[Dataset entries]
▽

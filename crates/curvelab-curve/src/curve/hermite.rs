//! Cubic Hermite segments with fixed end tangents.

use curvelab_core::Result;
use curvelab_math::{DVec2, Point2, Vector2};
use serde::{Deserialize, Serialize};

use super::bezier::{bernstein, bernstein_derivative};
use super::{check_points, segment_count, Curve};
use crate::Scheme;

/// Convert a Hermite segment (`p0` leaving with `v0`, `p3` arriving with
/// `v1`) to its four Bezier control points.
pub fn hermite_controls(p0: Point2, v0: Vector2, v1: Vector2, p3: Point2) -> [Point2; 4] {
    [p0, p0 + v0 / 3.0, p3 - v1 / 3.0, p3]
}

/// Hermite segments whose tangents do not depend on the data: every segment
/// leaves with [`HermiteCurve::START_TANGENT`] and arrives with
/// [`HermiteCurve::END_TANGENT`].
#[derive(Debug, Clone, Serialize, Deserialize)]
pub struct HermiteCurve {
    pub points: Vec<Point2>,
    pub closed: bool,
}

impl HermiteCurve {
    pub const START_TANGENT: Vector2 = DVec2::new(120.0, 0.0);
    pub const END_TANGENT: Vector2 = DVec2::new(90.0, 0.0);

    pub fn new(points: &[Point2], closed: bool) -> Result<Self> {
        check_points(Scheme::Hermite, points)?;
        Ok(Self {
            points: points.to_vec(),
            closed,
        })
    }

    fn controls(&self, segment: usize) -> [Point2; 4] {
        let p0 = self.points[segment];
        let p3 = self.points[(segment + 1) % self.points.len()];
        hermite_controls(p0, Self::START_TANGENT, Self::END_TANGENT, p3)
    }
}

impl Curve for HermiteCurve {
    fn point_at(&self, segment: usize, t: f64) -> Point2 {
        let [p0, p1, p2, p3] = self.controls(segment);
        bernstein(p0, p1, p2, p3, t)
    }

    fn tangent_at(&self, segment: usize, t: f64) -> Vector2 {
        let [p0, p1, p2, p3] = self.controls(segment);
        bernstein_derivative(p0, p1, p2, p3, t)
    }

    fn segment_count(&self) -> usize {
        segment_count(self.points.len(), self.closed)
    }

    fn is_closed(&self) -> bool {
        self.closed
    }
}

#[cfg(test)]
mod tests {
    use super::*;
    use approx::assert_abs_diff_eq;
    use curvelab_math::dvec2;

    fn row() -> Vec<Point2> {
        (0..5).map(|i| dvec2(100.0 * i as f64, 50.0)).collect()
    }

    #[test]
    fn test_hermite_controls() {
        let [p0, p1, p2, p3] = hermite_controls(
            dvec2(0.0, 0.0),
            dvec2(3.0, 0.0),
            dvec2(0.0, 6.0),
            dvec2(4.0, 4.0),
        );
        assert_eq!(p0, dvec2(0.0, 0.0));
        assert_eq!(p1, dvec2(1.0, 0.0));
        assert_eq!(p2, dvec2(4.0, 2.0));
        assert_eq!(p3, dvec2(4.0, 4.0));
    }

    #[test]
    fn test_hermite_fixed_tangents() {
        let curve = HermiteCurve::new(&row(), false).unwrap();
        for k in 0..curve.segment_count() {
            let start = curve.tangent_at(k, 0.0);
            let end = curve.tangent_at(k, 1.0);
            assert_abs_diff_eq!(start.x, 120.0, epsilon = 1e-9);
            assert_abs_diff_eq!(end.x, 90.0, epsilon = 1e-9);
            assert_eq!(start.y, 0.0);
        }
    }

    #[test]
    fn test_hermite_interpolates_points() {
        let pts = row();
        let curve = HermiteCurve::new(&pts, true).unwrap();
        assert_eq!(curve.segment_count(), 5);
        for k in 0..pts.len() {
            assert_eq!(curve.point_at(k, 0.0), pts[k]);
            assert_eq!(curve.point_at(k, 1.0), pts[(k + 1) % pts.len()]);
        }
    }
}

△

**Instructions for the task**
Transcribe each line of the data above, unaltered, from the one where "pub const END_TANGENT: Vector2" appears to the one where "assert_eq!(curve.segment_count(), 5);" appears, inclusive of both.

**Output for this task**
    pub const END_TANGENT: Vector2 = DVec2::new(90.0, 0.0);

    pub fn new(points: &[Point2], closed: bool) -> Result<Self> {
        check_points(Scheme::Hermite, points)?;
        Ok(Self {
            points: points.to_vec(),
            closed,
        })
    }

    fn controls(&self, segment: usize) -> [Point2; 4] {
        let p0 = self.points[segment];
        let p3 = self.points[(segment + 1) % self.points.len()];
        hermite_controls(p0, Self::START_TANGENT, Self::END_TANGENT, p3)
    }
}

impl Curve for HermiteCurve {
    fn point_at(&self, segment: usize, t: f64) -> Point2 {
        let [p0, p1, p2, p3] = self.controls(segment);
        bernstein(p0, p1, p2, p3, t)
    }

    fn tangent_at(&self, segment: usize, t: f64) -> Vector2 {
        let [p0, p1, p2, p3] = self.controls(segment);
        bernstein_derivative(p0, p1, p2, p3, t)
    }

    fn segment_count(&self) -> usize {
        segment_count(self.points.len(), self.closed)
    }

    fn is_closed(&self) -> bool {
        self.closed
    }
}

#[cfg(test)]
mod tests {
    use super::*;
    use approx::assert_abs_diff_eq;
    use curvelab_math::dvec2;

    fn row() -> Vec<Point2> {
        (0..5).map(|i| dvec2(100.0 * i as f64, 50.0)).collect()
    }

    #[test]
    fn test_hermite_controls() {
        let [p0, p1, p2, p3] = hermite_controls(
            dvec2(0.0, 0.0),
            dvec2(3.0, 0.0),
            dvec2(0.0, 6.0),
            dvec2(4.0, 4.0),
        );
        assert_eq!(p0, dvec2(0.0, 0.0));
        assert_eq!(p1, dvec2(1.0, 0.0));
        assert_eq!(p2, dvec2(4.0, 2.0));
        assert_eq!(p3, dvec2(4.0, 4.0));
    }

    #[test]
    fn test_hermite_fixed_tangents() {
        let curve = HermiteCurve::new(&row(), false).unwrap();
        for k in 0..curve.segment_count() {
            let start = curve.tangent_at(k, 0.0);
            let end = curve.tangent_at(k, 1.0);
            assert_abs_diff_eq!(start.x, 120.0, epsilon = 1e-9);
            assert_abs_diff_eq!(end.x, 90.0, epsilon = 1e-9);
            assert_eq!(start.y, 0.0);
        }
    }

    #[test]
    fn test_hermite_interpolates_points() {
        let pts = row();
        let curve = HermiteCurve::new(&pts, true).unwrap();
        assert_eq!(curve.segment_count(), 5);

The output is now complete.